Table 2. Drugs for which a PGx-guided strategy was studied in economic evaluation(s).
Drug | Therapeutic area | Gene | Notes (based on PharmGKB.org37) | Number of reviewed publications |
---|---|---|---|---|
Abacavir | HIV | HLA-B | Abacavir is contraindicated for HLA-B*5701 carriers as they are at high risk of hypersensitivity reaction. | 5 (refs 37, 38, 39, 40, 41, 42) |
Azathioprine | Rheumatology | TPMT | Carriers of one nonfunctional TPMT allele may require reduced azathioprine dose. Carriers of two nonfunctional TPMT alleles are at high risk of myelotoxicity and alternative treatment should be considered. | 9 (refs 43, 44, 45, 46, 47, 48, 49, 50, 51) |
Carbamazepine | Neurology | HLA-B, HLA-A | Carbamazepine is contraindicated for HLA-B*1502 carriers as they are at high risk Stevens–Johnson syndrome/toxic epidermal necrolysis. HLA-A*3101 has also been associated with hypersensitivity reactions. | 4 (refs 21, 52, 53, 54) |
Citalopram | Psychiatry | CYP2C19, 5-HTTLPR a, HTR2A a | CYP2C19 poor metabolizers require reduced citalopram starting dose.
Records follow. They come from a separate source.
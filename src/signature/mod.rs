//! Signature extraction: derive a fingerprint, key concepts, domain,
//! tool sequence, and complexity score from a tool invocation's
//! parameters.
//!
//! No direct teacher analogue; nearest relatives are
//! `llmspell-context::query::analyzer` for the text-analysis idiom and
//! `vestige_core::memory::node` for the struct/derive style. Tokenization
//! follows the same plain-function style as
//! `vestige_core::search::sanitize_fts5_query`.

pub mod similarity;
mod stopwords;

use serde_json::{Map, Value};
use sha2::{Digest, Sha256};

pub use similarity::{ConceptSimilarity, EmbeddingSimilarity, SimilarityCalculator};

/// Text fields checked, in priority order, when extracting a signature.
const TEXT_FIELDS: &[&str] = &[
    "content",
    "description",
    "problem",
    "situation",
    "question",
    "query",
    "input",
];

const PUNCTUATION: &[char] = &[
    '.', ',', '!', '?', ';', ':', '"', '\'', '(', ')', '[', ']', '{', '}', '/', '<', '>', '@',
    '#', '$', '%', '^', '&', '*', '-', '_', '=', '+', '`', '~',
];

const MIN_CONCEPT_LEN: usize = 4;

/// Fingerprint plus derived descriptors for a piece of problem text.
/// Immutable once extracted.
#[derive(Debug, Clone, PartialEq)]
pub struct Signature {
    pub fingerprint: String,
    pub domain: Option<String>,
    pub key_concepts: Vec<String>,
    pub tool_sequence: Vec<String>,
    pub complexity: f32,
    pub embedding: Option<Vec<f32>>,
}

impl Signature {
    /// Attach a computed embedding, populated later by the orchestrator.
    pub fn with_embedding(mut self, embedding: Vec<f32>) -> Self {
        self.embedding = Some(embedding);
        self
    }
}

fn normalize(text: &str) -> String {
    text.trim().to_lowercase()
}

fn fingerprint_of(normalized: &str) -> String {
    let mut hasher = Sha256::new();
    hasher.update(normalized.as_bytes());
    hasher
        .finalize()
        .iter()
        .map(|b| format!("{b:02x}"))
        .collect()
}

fn strip_punctuation(token: &str) -> &str {
    token.trim_matches(PUNCTUATION)
}

fn extract_key_concepts(normalized: &str) -> Vec<String> {
    let mut seen = std::collections::HashSet::new();
    let mut concepts = Vec::new();
    for raw in normalized.split_whitespace() {
        let stripped = strip_punctuation(raw);
        if stripped.len() <= MIN_CONCEPT_LEN - 1 {
            continue;
        }
        if stopwords::is_stopword(stripped) {
            continue;
        }
        if seen.insert(stripped.to_string()) {
            concepts.push(stripped.to_string());
        }
    }
    concepts
}

fn first_text_field(params: &Map<String, Value>) -> Option<String> {
    for field in TEXT_FIELDS {
        if let Some(Value::String(s)) = params.get(*field) {
            if !s.trim().is_empty() {
                return Some(s.clone());
            }
        }
    }
    None
}

fn complexity_of(word_count: usize, concept_count: usize) -> f32 {
    let words_term = (word_count as f32 / 200.0).min(1.0) * 0.4;
    let concepts_term = (concept_count as f32 / 20.0).min(1.0) * 0.3;
    (0.3 + words_term + concepts_term).clamp(0.3, 1.0)
}

/// Expose the same text-field lookup `extract` uses internally, for
/// callers (the bridge) that need the raw text to compute an embedding
/// after signature extraction has already discarded it.
pub fn text_content(params: &Map<String, Value>) -> Option<String> {
    first_text_field(params)
}

/// Derive a [`Signature`] from a tool invocation's parameters. Returns
/// `None` (not an error) when no recognized text field is present.
pub fn extract(tool_name: &str, params: &Map<String, Value>) -> Option<Signature> {
    let raw_text = first_text_field(params)?;
    let normalized = normalize(&raw_text);
    if normalized.is_empty() {
        return None;
    }

    let fingerprint = fingerprint_of(&normalized);
    let key_concepts = extract_key_concepts(&normalized);
    let domain = match params.get("domain") {
        Some(Value::String(s)) => Some(s.clone()),
        _ => None,
    };
    let word_count = normalized.split_whitespace().count();
    let complexity = complexity_of(word_count, key_concepts.len());

    Some(Signature {
        fingerprint,
        domain,
        key_concepts,
        tool_sequence: vec![tool_name.to_string()],
        complexity,
        embedding: None,
    })
}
Polymorphisms in 5-HTTLPR and HTR2A are associated with citalopram response.55, 56 | 3 (refs 57, 58, 59) |
Clopidogrel | Cardiology | CYP2C19 | CYP2C19 poor metabolizers have reduced response to clopidogrel and alternative treatment should be considered. | 6 (refs 25, 26, 60, 61, 62, 63) |
Clozapine | Psychiatry | CYP2D6, H2 a, 5-HTT a, 5-HT2Aa, 5-HT2Ca | CYP2D6 poor metabolizers may require reduced clozapine dose. Six polymorphisms in H2, 5-HTT, 5-HT2A and 5-HT2C are associated with clozapine response.64 | 1 (ref. 65) |
Irinotecan | Oncology | UGT1A1 | Patients homozygous for the UGT1A1*28 allele are at higher risk of neutropenia and should receive a reduced starting dose of irinotecan. | 3 (refs 66, 67, 68) |
Mercaptopurine | Oncology | TPMT | Carriers of one nonfunctional TPMT allele may require reduced mercaptopurine dose. Carriers of two nonfunctional TPMT alleles are at high risk of myelotoxicity and alternative treatment should be considered. | 1 (ref. 69) |
Warfarin | Cardiology | CYP2C9, VKORC1 | Genetic variation in VKORC1 and CYP2C9 explain 40% variance in warfarin dose. Genetic and clinical information can be used to determine starting dose. | 12 (refs 22, 23, 24, 30, 70, 71, 72, 73, 74, 75, 76, 77) |
Abbreviation: PGx, pharmacogenetics.
Gene not mentioned on FDA drug label but appears in economic evaluations.